I have just begun to delve into this, but it seems to be the deep-ocean equivalent of the little frog-pond in which I have been immersed, trying to get my colleagues focused on taking the future potentialities seriously.

Humans suffer terribly from a tendency to assume that what has been and is now, ever shall be, and when it isn't so all hell breaks loose for them.  This happens a lot during paradigm shifts like the dawn of the age of print, the Industrial Revolution, and the emergence of the digital computer. I think it is happening now, for the reasons I set out in my Rogue Wave post and in the 2002 scenario planning paper the blog entry summarized.

We are at a point in history where multiple disruptive information technologies are synergizing to create what I call the Rogue Wave phenomenon (a term I came up with in a "cabernet-sauvignon moment", if I recall correctly).

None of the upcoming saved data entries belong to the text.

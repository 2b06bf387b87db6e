//! The completion registry.
//!
//! Correlates every call made into the engine with the named callback that
//! eventually completes it. One [`OneShot`] per [`OperationKind`], plus two
//! [`Latch`]es for the monotonic lifecycle facts.

use std::collections::{BTreeMap, HashMap};
use std::future::Future;
use std::sync::{Mutex, MutexGuard};

use lockbox_domain::Item;
use lockbox_wire::OperationKind;

use crate::error::{DataStoreError, Result};
use crate::signal::{Completion, Latch, OneShot};

/// What a completion callback carries.
#[derive(Debug, Clone, PartialEq)]
pub enum Payload {
    /// Open, initialize, unlock and lock complete with no data.
    Unit,
    /// The full item listing, keyed by id.
    Items(BTreeMap<String, Item>),
    /// The item a touch produced.
    Item(Item),
}

struct Signals {
    engine_ready: Latch<()>,
    opened: Latch<()>,
    completions: HashMap<OperationKind, OneShot<Payload>>,
}

/// Registry of completion signals, owned by the bridge.
pub struct CompletionRegistry {
    signals: Mutex<Signals>,
}

impl Default for CompletionRegistry {
    fn default() -> Self {
        Self::new()
    }
}

impl CompletionRegistry {
    pub fn new() -> Self {
        let completions = OperationKind::ALL
            .into_iter()
            .map(|kind| (kind, OneShot::new()))
            .collect();
        Self {
            signals: Mutex::new(Signals {
                engine_ready: Latch::new(),
                opened: Latch::new(),
                completions,
            }),
        }
    }

    fn signals(&self) -> MutexGuard<'_, Signals> {
        // Critical sections never panic half-way, so a poisoned guard is
        // still consistent.
        self.signals
            .lock()
            .unwrap_or_else(|poisoned| poisoned.into_inner())
    }

    /// Register a waiter for the next completion of `kind`.
    pub fn subscribe(&self, kind: OperationKind) -> Completion<Payload> {
        self.signals()
            .completions
            .entry(kind)
            .or_default()
            .subscribe()
    }

    /// Complete the oldest in-flight call of `kind`.
    ///
    /// Returns `false` when no call was waiting.
    pub fn resolve(&self, kind: OperationKind, payload: Payload) -> bool {
        self.signals()
            .completions
            .entry(kind)
            .or_default()
            .resolve(payload)
    }

    /// Fail every in-flight call of `kind` and replace its signal.
    ///
    /// Failing `Open` also fails the `opened` latch, unless it already
    /// fired, so calls parked behind it see the error; the latch is then
    /// recreated so a later `open` can still succeed.
    pub fn fail(&self, kind: OperationKind, error: DataStoreError) -> usize {
        let mut signals = self.signals();
        let spent = signals.completions.insert(kind, OneShot::new());
        if kind == OperationKind::Open && signals.opened.fail(error.clone()) {
            signals.opened = Latch::new();
        }
        spent.map_or(0, |signal| signal.fail(error))
    }

    /// Number of calls of `kind` still awaiting completion.
    pub fn pending(&self, kind: OperationKind) -> usize {
        self.signals()
            .completions
            .get(&kind)
            .map_or(0, OneShot::pending)
    }

    /// Record that the engine finished loading. Later calls are no-ops.
    pub fn fire_engine_ready(&self) -> bool {
        self.signals().engine_ready.fire(())
    }

    /// Record that the store is open. Later calls are no-ops.
    pub fn fire_opened(&self) -> bool {
        self.signals().opened.fire(())
    }

    pub fn is_engine_ready(&self) -> bool {
        self.signals().engine_ready.is_fired()
    }

    pub fn is_opened(&self) -> bool {
        self.signals().opened.is_fired()
    }

    /// Wait until the engine is ready.
    pub fn engine_ready(&self) -> impl Future<Output = Result<()>> + Send + 'static {
        self.signals().engine_ready.wait()
    }

    /// Wait until the store is open.
    pub fn opened(&self) -> impl Future<Output = Result<()>> + Send + 'static {
        self.signals().opened.wait()
    }
}
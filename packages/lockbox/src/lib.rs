//! Lockbox: host-side access to the encrypted credential datastore.
//!
//! The datastore runs as a local page inside an embedded script engine.
//! This crate gathers the three layers that talk to it:
//!
//! - [`domain`]: the `Item` model and its JSON shape
//! - [`wire`]: callback channels, payload decoding and script rendering
//! - [`bridge`]: the lifecycle-aware `DataStoreBridge` and its event bus
//!
//! The common types are re-exported at the top level.

pub use lockbox_bridge as bridge;
pub use lockbox_domain as domain;
pub use lockbox_wire as wire;

pub use lockbox_bridge::{
    BridgeConfig, BroadcastDispatcher, DataStoreBridge, DataStoreError, DataStoreEvent,
    Dispatcher, EngineChannel, EngineError, EngineNotification,
};
pub use lockbox_domain::{EntryKind, Item, ItemBuilder, ItemEntry, ItemEntryBuilder};
pub use lockbox_wire::{CallbackFunction, OperationKind};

No one understands what is going to happen yet, but folks like the 2020 Science people are giving it a serious go.

<tangent>Ray Kurzweil is another such seer, epitomized in his book "The Age of Spiritual Machines", but his vision is more radical than I can handle - we end up becoming optional wetware accessories as our computers, blenders, lawn mowers, and all other machines get networked, pool their computing resources, and gang up on us. They become more intelligent than we are, as revealed in his timeline - all we get in return is interesting conversation with really intelligent robots and - er, well, virtual sensual delights of various sorts. Sounds like the dream future of an MIT engineering undergrad to me, but then I'm a granola type, so who knows?</tangent>

Seriously, though - Towards 2020 Science is going to take time to digest. I'll report on it more as I get a better handle on it.

I gotta go.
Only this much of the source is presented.